Re: debbugs, and a FAQ, for Autotools

2011-02-23 Thread Ralf Wildenhues
Hello,

* Miles Bader wrote on Wed, Feb 23, 2011 at 05:17:29AM CET:
 Ralf Hemmecke writes:
  Sure. But it is also relevant if one developer adds a macro which is
  only available in some recent version of automake, say. Another
  developer might not yet have that automake version.
 
 It doesn't really seem any worse than _any_ potential tool
 incompatibility problem -- compiler version, library version, etc --
 though...
 
 Usually those issues aren't such a huge deal, because most project try
 to be relatively portable, and when version dependencies do crop up,
 they can be dealt with relatively well using simple checks in the
 configure script.
 
 Isn't that what people usually do about autoconf versions too (declare a
 minimum version in configure.ac)?

Yes.  You can even declare a maximum (or exact) version, too, if that is
what you need.  We did that in GCC, see the _GCC_AUTOCONF_VERSION_CHECK
macro in http://gcc.gnu.org/viewcvs/trunk/config/override.m4?view=markup
and with Automake, it should work at least to test $am__api_version at
configure time.  I guess we should make it possible to test easily at
m4 run time too ...

(and I guess this is worth another FAQ entry ...)

Cheers,
Ralf



Re: debbugs, and a FAQ, for Autotools

2011-02-23 Thread Ralf Hemmecke

Sure. But it is also relevant if one developer adds a macro which is
only available in some recent version of automake, say. Another
developer might not yet have that automake version.
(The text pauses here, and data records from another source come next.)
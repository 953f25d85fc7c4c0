//! View transitions.
//!
//! Completion events move the user along mediate → healing → archive, and
//! quiz → mediate. Explicit navigation may jump to any view at any time.

use mendit_types::view::View;

/// Something that happened in the current view.
#[derive(Debug, Clone, Copy, PartialEq, Eq)]
pub enum NavEvent {
    /// The user picked a view directly.
    Navigate(View),
    MediationCompleted,
    HealingCompleted,
    QuizCompleted,
}

/// The view an event leads to. Completion events are accepted from any view.
pub fn next_view(event: NavEvent) -> View {
    match event {
        NavEvent::Navigate(view) => view,
        NavEvent::MediationCompleted => View::Healing,
        NavEvent::HealingCompleted => View::Archive,
        NavEvent::QuizCompleted => View::Mediate,
    }
}

/// Tracks the current view.
#[derive(Debug, Clone, Copy, Default, PartialEq, Eq)]
pub struct Navigator {
    current: View,
}

impl Navigator {
    pub fn new() -> Self {
        Self::default()
    }

    pub fn current(&self) -> View {
        self.current
    }

    /// Apply an event and return the new view.
    pub fn apply(&mut self, event: NavEvent) -> View {
        let from = self.current;
        self.current = next_view(event);
        if from != self.current {
            tracing::debug!(%from, to = %self.current, "view changed");
        }
        self.current
    }
}
//! In-process `KvStore`.
//!
//! Backs tests and any front end that does not need persistence across runs.
//! An optional byte quota mimics the write failures of a full browser store.

use std::collections::HashMap;
use std::sync::Mutex;

use mendit_types::error::StorageError;

use super::kv_store::KvStore;

/// `KvStore` backed by a `HashMap` behind a mutex.
#[derive(Debug, Default)]
pub struct MemoryKvStore {
    entries: Mutex<HashMap<String, String>>,
    quota_bytes: Option<usize>,
}

impl MemoryKvStore {
    pub fn new() -> Self {
        Self::default()
    }

    /// A store that rejects writes once the total value size would exceed
    /// `quota_bytes`.
    pub fn with_quota(quota_bytes: usize) -> Self {
        Self {
            entries: Mutex::new(HashMap::new()),
            quota_bytes: Some(quota_bytes),
        }
    }

    fn lock(&self) -> Result<std::sync::MutexGuard<'_, HashMap<String, String>>, StorageError> {
        self.entries
            .lock()
            .map_err(|e| StorageError::Read(format!("memory store poisoned: {e}")))
    }
}

impl KvStore for MemoryKvStore {
    async fn get(&self, key: &str) -> Result<Option<String>, StorageError> {
        Ok(self.lock()?.get(key).cloned())
    }

    async fn set(&self, key: &str, value: &str) -> Result<(), StorageError> {
        let mut entries = self.lock()?;
        if let Some(quota) = self.quota_bytes {
            let others: usize = entries
                .iter()
                .filter(|(k, _)| k.as_str() != key)
                .map(|(_, v)| v.len())
                .sum();
            if others + value.len() > quota {
                return Err(StorageError::Write(format!(
                    "quota of {quota} bytes exceeded"
                )));
            }
        }
        entries.insert(key.to_string(), value.to_string());
        Ok(())
    }

    async fn remove(&self, key: &str) -> Result<(), StorageError> {
        self.lock()?.remove(key);
        Ok(())
    }

    async fn list_keys(&self) -> Result<Vec<String>, StorageError> {
        let mut keys: Vec<String> = self.lock()?.keys().cloned().collect();
        keys.sort();
        Ok(keys)
    }
}

#[cfg(test)]
mod tests {
    use super::*;

    #[tokio::test]
    async fn test_set_and_get() {
        let store = MemoryKvStore::new();
        store.set("theme", "dark").await.unwrap();
        assert_eq!(store.get("theme").await.unwrap().as_deref(), Some("dark"));
    }

    #[tokio::test]
    async fn test_get_missing() {
        let store = MemoryKvStore::new();
        assert!(store.get("nope").await.unwrap().is_none());
    }

    #[tokio::test]
    async fn test_remove_and_list() {
        let store = MemoryKvStore::new();
        store.set("b", "2").await.unwrap();
        store.set("a", "1").await.unwrap();
        assert_eq!(store.list_keys().await.unwrap(), vec!["a", "b"]);

        store.remove("a").await.unwrap();
        store.remove("missing").await.unwrap();
        assert_eq!(store.list_keys().await.unwrap(), vec!["b"]);
    }

    #[tokio::test]
    async fn test_quota_rejects_large_write() {
        let store = MemoryKvStore::with_quota(8);
        store.set("k", "12345678").await.unwrap();
        let err = store.set("other", "x").await.unwrap_err();
        assert!(matches!(err, StorageError::Write(_)));
        // Overwriting the same key only counts the new value.
        store.set("k", "1234").await.unwrap();
    }
}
It doesn't really seem any worse than _any_ potential tool
incompatibility problem -- compiler version, library version, etc --
though...

Usually those issues aren't such a huge deal, because most project try
to be relatively portable, and when version dependencies do crop up,
they can be dealt with relatively well using simple checks in the
configure script.

Isn't that what people usually do about autoconf versions too (declare a
minimum version in configure.ac)?


Yes.  You can even declare a maximum (or exact) version, too, if that is
what you need.  We did that in GCC, see the _GCC_AUTOCONF_VERSION_CHECK
macro in http://gcc.gnu.org/viewcvs/trunk/config/override.m4?view=markup
and with Automake, it should work at least to test $am__api_version at
configure time.  I guess we should make it possible to test easily at
m4 run time too ...


Fine, but do you expect every developer to be able to write good m4 
macros? Or search the Internet for macros that could be relevant for 
ones own project?


I know projects where people (mis-)use autotools even if their project 
is not fitting in a standard C project, just to gain a bit more 
portability and achieve standard makefile targets where otherwise most 
developers would program in a project specific langauge.



Is there actually a good reason, why the autotools are distributed as 
separate packages (autoconf, automake, libtool, m4)? (Maybe even 
pkg-config, but I still don't yet know exactly whether it is good for me.)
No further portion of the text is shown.